L’association Mondes Imaginaires, fondée en 2019, regroupe trois anciennes étudiantes en Lettres qui, au terme de leurs études, sont arrivées à une constatation : bien souvent (trop souvent), les littératures de l’imaginaire sont décriées et dévalorisées. Pourtant, l’histoire se construit sur un imaginaire, une conscience collective, et une transmission des mythes dits fondateurs. 

Mondes Imaginaires proposent donc des ateliers participatifs et créatifs aux enfants comme aux adultes, afin que les univers fictifs viennent nourrir le quotidien. User du pas de côté qu’offrent des moments de créativité permet d’enrichir la réflexion à travers des points de vue différents et des concepts innovants. Tous les mois, Mondes Imaginaires proposent un atelier d’écriture créative sur un thème différent. Ensemble, nous explorons diverses facettes de l’écriture et de l’imaginaire. Le but est avant tout d’oser écrire, dans un climat de bienveillance, tout en acquérant de la confiance en soi. Chaque thématique est présentée grâce à des ouvrages qui servent de référence (en science-fiction, fantasy ou fantastique), parfois avec un ancrage historique – ce qui permet de stimuler l’imaginaire. Les participants peuvent, s’ils le souhaitent, intégrer des éléments proposés par les animatrices dans leurs écrits. L’atelier se clôt par un partage volontaire des créations. Un seul mot d’ordre : imaginer !

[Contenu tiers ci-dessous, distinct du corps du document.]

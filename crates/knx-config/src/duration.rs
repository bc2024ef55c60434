//! Human-readable duration scalar (`1h30m0s`, `500ms`, `1.5µs`).
//!
//! The text form is a signed sequence of `<number><unit>` pairs with units
//! `h`, `m`, `s`, `ms`, `us`/`µs`/`μs` and `ns`. Values are limited to the
//! signed 64-bit nanosecond range.

use core::fmt;
use core::str::FromStr;
use serde::{Deserialize, Deserializer, Serialize, Serializer};
use thiserror::Error;

const MICROSECOND: u64 = 1_000;
const MILLISECOND: u64 = 1_000_000;
const SECOND: u64 = 1_000_000_000;
const MINUTE: u64 = 60 * SECOND;
const HOUR: u64 = 60 * MINUTE;

/// Magnitude of `i64::MIN` in nanoseconds.
const LIMIT: u64 = 1 << 63;

#[derive(Debug, Clone, Error, PartialEq, Eq)]
pub enum DurationParseError {
    #[error("invalid duration \"{0}\"")]
    Invalid(String),
    #[error("missing unit in duration \"{0}\"")]
    MissingUnit(String),
    #[error("unknown unit \"{unit}\" in duration \"{input}\"")]
    UnknownUnit { unit: String, input: String },
    #[error("duration \"{0}\" is out of range")]
    Overflow(String),
}

/// Signed time span with nanosecond resolution
#[derive(Clone, Copy, Debug, Default, Eq, PartialEq, Hash, PartialOrd, Ord)]
pub struct Duration(time::Duration);

impl Duration {
    pub const ZERO: Duration = Duration(time::Duration::ZERO);

    pub const fn nanoseconds(ns: i64) -> Self {
        Self(time::Duration::nanoseconds(ns))
    }
    pub const fn milliseconds(ms: i64) -> Self {
        Self(time::Duration::milliseconds(ms))
    }
    pub const fn seconds(secs: i64) -> Self {
        Self(time::Duration::seconds(secs))
    }
    pub const fn minutes(mins: i64) -> Self {
        Self(time::Duration::minutes(mins))
    }
    pub const fn hours(hours: i64) -> Self {
        Self(time::Duration::hours(hours))
    }

    pub fn is_zero(&self) -> bool {
        self.0.is_zero()
    }
    pub fn is_negative(&self) -> bool {
        self.0.is_negative()
    }

    pub fn as_time(&self) -> time::Duration {
        self.0
    }

    /// `None` for negative spans.
    pub fn to_std(&self) -> Option<std::time::Duration> {
        std::time::Duration::try_from(self.0).ok()
    }

    pub fn parse(input: &str) -> Result<Self, DurationParseError> {
        let invalid = || DurationParseError::Invalid(input.to_string());
        let overflow = || DurationParseError::Overflow(input.to_string());

        let mut s = input;
        let mut neg = false;
        if let Some(rest) = s.strip_prefix('-') {
            neg = true;
            s = rest;
        } else if let Some(rest) = s.strip_prefix('+') {
            s = rest;
        }
        if s == "0" {
            return Ok(Self::ZERO);
        }
        if s.is_empty() {
            return Err(invalid());
        }

        let mut total: u64 = 0;
        while let Some(&first) = s.as_bytes().first() {
            if !(first == b'.' || first.is_ascii_digit()) {
                return Err(invalid());
            }

            let (whole, rest) = leading_int(s).ok_or_else(overflow)?;
            let pre = rest.len() != s.len();
            s = rest;

            let mut frac = 0u64;
            let mut frac_scale = 1f64;
            let mut post = false;
            if let Some(rest) = s.strip_prefix('.') {
                let (f, scale, rest2) = leading_fraction(rest);
                post = rest2.len() != rest.len();
                frac = f;
                frac_scale = scale;
                s = rest2;
            }
            if !pre && !post {
                return Err(invalid());
            }

            let unit_len = s
                .bytes()
                .take_while(|b| *b != b'.' && !b.is_ascii_digit())
                .count();
            if unit_len == 0 {
                return Err(DurationParseError::MissingUnit(input.to_string()));
            }
            let (unit, rest) = s.split_at(unit_len);
            s = rest;
            let unit_ns = unit_nanos(unit).ok_or_else(|| DurationParseError::UnknownUnit {
                unit: unit.to_string(),
                input: input.to_string(),
            })?;

            if whole > LIMIT / unit_ns {
                return Err(overflow());
            }
            let mut v = whole * unit_ns;
            if frac > 0 {
                v += (frac as f64 * (unit_ns as f64 / frac_scale)) as u64;
                if v > LIMIT {
                    return Err(overflow());
                }
            }
            total = total
                .checked_add(v)
                .filter(|t| *t <= LIMIT)
                .ok_or_else(overflow)?;
        }

        let nanos = if neg {
            if total == LIMIT {
                i64::MIN
            } else {
                -(total as i64)
            }
        } else {
            i64::try_from(total).map_err(|_| overflow())?
        };
        Ok(Self::nanoseconds(nanos))
    }
}

fn unit_nanos(unit: &str) -> Option<u64> {
    match unit {
        "ns" => Some(1),
        // ASCII, micro sign U+00B5 and greek mu U+03BC
        "us" | "\u{b5}s" | "\u{3bc}s" => Some(MICROSECOND),
        "ms" => Some(MILLISECOND),
        "s" => Some(SECOND),
        "m" => Some(MINUTE),
        "h" => Some(HOUR),
        _ => None,
    }
}

/// `None` on overflow.
fn leading_int(s: &str) -> Option<(u64, &str)> {
    let n = s.bytes().take_while(u8::is_ascii_digit).count();
    let (digits, rest) = s.split_at(n);
    let mut x: u64 = 0;
    for b in digits.bytes() {
        if x > LIMIT / 10 {
            return None;
        }
        x = x * 10 + u64::from(b - b'0');
        if x > LIMIT {
            return None;
        }
    }
    Some((x, rest))
}

/// Digits past the representable precision are consumed and ignored.
fn leading_fraction(s: &str) -> (u64, f64, &str) {
    let n = s.bytes().take_while(u8::is_ascii_digit).count();
    let (digits, rest) = s.split_at(n);
    let mut x: u64 = 0;
    let mut scale = 1f64;
    let mut saturated = false;
    for b in digits.bytes() {
        if saturated {
            continue;
        }
        if x > i64::MAX as u64 / 10 {
            saturated = true;
            continue;
        }
        let y = x * 10 + u64::from(b - b'0');
        if y > LIMIT {
            saturated = true;
            continue;
        }
        x = y;
        scale *= 10.0;
    }
    (x, scale, rest)
}

/// `.ddd` with trailing zeros removed, empty when `rem` is zero.
fn fraction(rem: u128, prec: usize) -> String {
    if rem == 0 {
        return String::new();
    }
    let digits = format!("{rem:0prec$}");
    format!(".{}", digits.trim_end_matches('0'))
}

impl fmt::Display for Duration {
    fn fmt(&self, f: &mut fmt::Formatter<'_>) -> fmt::Result {
        let nanos = self.0.whole_nanoseconds();
        let sign = if nanos < 0 { "-" } else { "" };
        let u = nanos.unsigned_abs();

        if u == 0 {
            return f.write_str("0s");
        }
        if u < u128::from(SECOND) {
            let (unit, prec) = if u < u128::from(MICROSECOND) {
                ("ns", 0u32)
            } else if u < u128::from(MILLISECOND) {
                ("\u{b5}s", 3)
            } else {
                ("ms", 6)
            };
            let div = 10u128.pow(prec);
            return write!(
                f,
                "{sign}{}{}{unit}",
                u / div,
                fraction(u % div, prec as usize)
            );
        }

        let frac = fraction(u % u128::from(SECOND), 9);
        let secs = u / u128::from(SECOND);
        let mins = secs / 60;
        let hours = mins / 60;
        if hours > 0 {
            write!(f, "{sign}{hours}h{}m{}{frac}s", mins % 60, secs % 60)
        } else if mins > 0 {
            write!(f, "{sign}{mins}m{}{frac}s", secs % 60)
        } else {
            write!(f, "{sign}{secs}{frac}s")
        }
    }
}

impl FromStr for Duration {
    type Err = DurationParseError;

    fn from_str(s: &str) -> Result<Self, Self::Err> {
        Self::parse(s)
    }
}

impl From<time::Duration> for Duration {
    fn from(d: time::Duration) -> Self {
        Self(d)
    }
}

impl From<Duration> for time::Duration {
    fn from(d: Duration) -> Self {
        d.0
    }
}

impl Serialize for Duration {
    fn serialize<S: Serializer>(&self, serializer: S) -> Result<S::Ok, S::Error> {
        serializer.collect_str(self)
    }
}

impl<'de> Deserialize<'de> for Duration {
    fn deserialize<D: Deserializer<'de>>(deserializer: D) -> Result<Self, D::Error> {
        let s = String::deserialize(deserializer)?;
        Self::parse(&s).map_err(serde::de::Error::custom)
    }
}

#[cfg(test)]
mod tests {
    use super::*;

    #[test]
    fn test_format_normalizes_units() {
        let cases = [
            (Duration::ZERO, "0s"),
            (Duration::nanoseconds(1), "1ns"),
            (Duration::nanoseconds(1_100), "1.1\u{b5}s"),
            (Duration::nanoseconds(2_200_000), "2.2ms"),
            (Duration::milliseconds(500), "500ms"),
            (Duration::milliseconds(3_300), "3.3s"),
            (Duration::seconds(4 * 60 + 5), "4m5s"),
            (Duration::minutes(5), "5m0s"),
            (Duration::minutes(90), "1h30m0s"),
            (Duration::nanoseconds(8 * 60 * 1_000_000_000 + 1), "8m0.000000001s"),
            (Duration::milliseconds(-1_500), "-1.5s"),
            (Duration::nanoseconds(i64::MAX), "2562047h47m16.854775807s"),
            (Duration::nanoseconds(i64::MIN), "-2562047h47m16.854775808s"),
        ];
        for (d, want) in cases {
            assert_eq!(d.to_string(), want);
        }
    }

    #[test]
    fn test_parse_accepts_grammar() {
        let cases = [
            ("0", 0),
            ("-0", 0),
            ("+0", 0),
            ("0s", 0),
            ("5s", 5 * SECOND as i64),
            ("+5s", 5 * SECOND as i64),
            ("-5s", -5 * SECOND as i64),
            ("5.s", 5 * SECOND as i64),
            (".5s", 500 * MILLISECOND as i64),
            ("1.004s", 1_004 * MILLISECOND as i64),
            ("100.00100s", 100_001 * MILLISECOND as i64),
            ("10ns", 10),
            ("11us", 11_000),
            ("12\u{b5}s", 12_000),
            ("12\u{3bc}s", 12_000),
            ("13ms", 13 * MILLISECOND as i64),
            ("15m", 15 * MINUTE as i64),
            ("16h", 16 * HOUR as i64),
            ("1h30m", 90 * MINUTE as i64),
            ("10.5s4m", 4 * MINUTE as i64 + 10_500 * MILLISECOND as i64),
            ("-2m3.4s", -(2 * MINUTE as i64 + 3_400 * MILLISECOND as i64)),
            ("1h2m3s4ms5us6ns", (HOUR + 2 * MINUTE + 3 * SECOND + 4 * MILLISECOND + 5_006) as i64),
            ("0.3333333333333333333h", 20 * MINUTE as i64),
            ("9223372036854775807ns", i64::MAX),
            ("-9223372036854775808ns", i64::MIN),
        ];
        for (s, want) in cases {
            assert_eq!(Duration::parse(s).unwrap(), Duration::nanoseconds(want), "{s}");
        }
    }

    #[test]
    fn test_parse_rejects_garbage() {
        for s in ["", "abc", "3", "-", "s", ".", "-.", ".s", "+.s", "1h 30m"] {
            assert!(Duration::parse(s).is_err(), "accepted {s:?}");
        }
        assert_eq!(
            Duration::parse("abc"),
            Err(DurationParseError::Invalid("abc".into()))
        );
        assert_eq!(
            Duration::parse("3"),
            Err(DurationParseError::MissingUnit("3".into()))
        );
        assert_eq!(
            Duration::parse("1d"),
            Err(DurationParseError::UnknownUnit {
                unit: "d".into(),
                input: "1d".into()
            })
        );
        assert!(matches!(
            Duration::parse("9223372036854775808ns"),
            Err(DurationParseError::Overflow(_))
        ));
        assert!(matches!(
            Duration::parse("-9223372036854775809ns"),
            Err(DurationParseError::Overflow(_))
        ));
        assert!(matches!(
            Duration::parse("3000000h"),
            Err(DurationParseError::Overflow(_))
        ));
    }

    #[test]
    fn test_decode_of_encode_is_identity() {
        let values = [
            0,
            1,
            999,
            1_500,
            500 * MILLISECOND as i64,
            SECOND as i64 + 1,
            5 * MINUTE as i64,
            90 * MINUTE as i64,
            26 * HOUR as i64 + 7,
            -(3 * SECOND as i64),
            i64::MAX,
            i64::MIN,
        ];
        for ns in values {
            let d = Duration::nanoseconds(ns);
            assert_eq!(Duration::parse(&d.to_string()).unwrap(), d, "{ns}");
        }
    }

    #[test]
    fn test_std_conversion() {
        assert_eq!(
            Duration::minutes(5).to_std(),
            Some(std::time::Duration::from_secs(300))
        );
        assert_eq!(Duration::seconds(-1).to_std(), None);
        assert_eq!(Duration::minutes(5).as_time(), time::Duration::minutes(5));
    }

    #[test]
    fn test_serde_string_form() {
        let d: Duration = serde_json::from_str("\"1h30m\"").unwrap();
        assert_eq!(serde_json::to_string(&d).unwrap(), "\"1h30m0s\"");
        assert!(serde_json::from_str::<Duration>("\"abc\"").is_err());
        assert!(serde_json::from_str::<Duration>("300").is_err());
    }
}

Les textes que vous découvrirez au sein de cette rubrique sont tous issus de ces ateliers. Celui d’aujourd’hui est signé par Magali Bossi. L’exercice consistait à s’inspirer d’une couverture de livre, choisie par un.e autre participant.e et distribuée au hasard… Bonne lecture !

* * *

La Fileuse d’argent

Conte d’un autre temps

          « Avance… mais tu vas avancer, saleté de bourrique ! »

Les sabots de la mule patinaient sur la neige gelée, dans les profondes ornières que les chariots avaient creusées dès les premières averses d’automne. La boue s’était depuis lors durcie, pour former un sol dur, si dur que le plus optimiste des creuseurs de collines n’aurait pu y percer un terrier – et pourtant, le Diable sait que ces satanés rongeurs sont équipés pour transpercer les terrains coriaces.

L’encolure tremblante, des nuages de brume sortant par à-coups de ses naseaux dilatés, la mule refusait de bouger. Le vieux Jakub avait beau s’acharner, s’échiner et rager – rien n’y faisait. La mule demeurait immobile. Mieux valait subir le courroux de son maître plutôt que se casser une patte sur le sentier glissant.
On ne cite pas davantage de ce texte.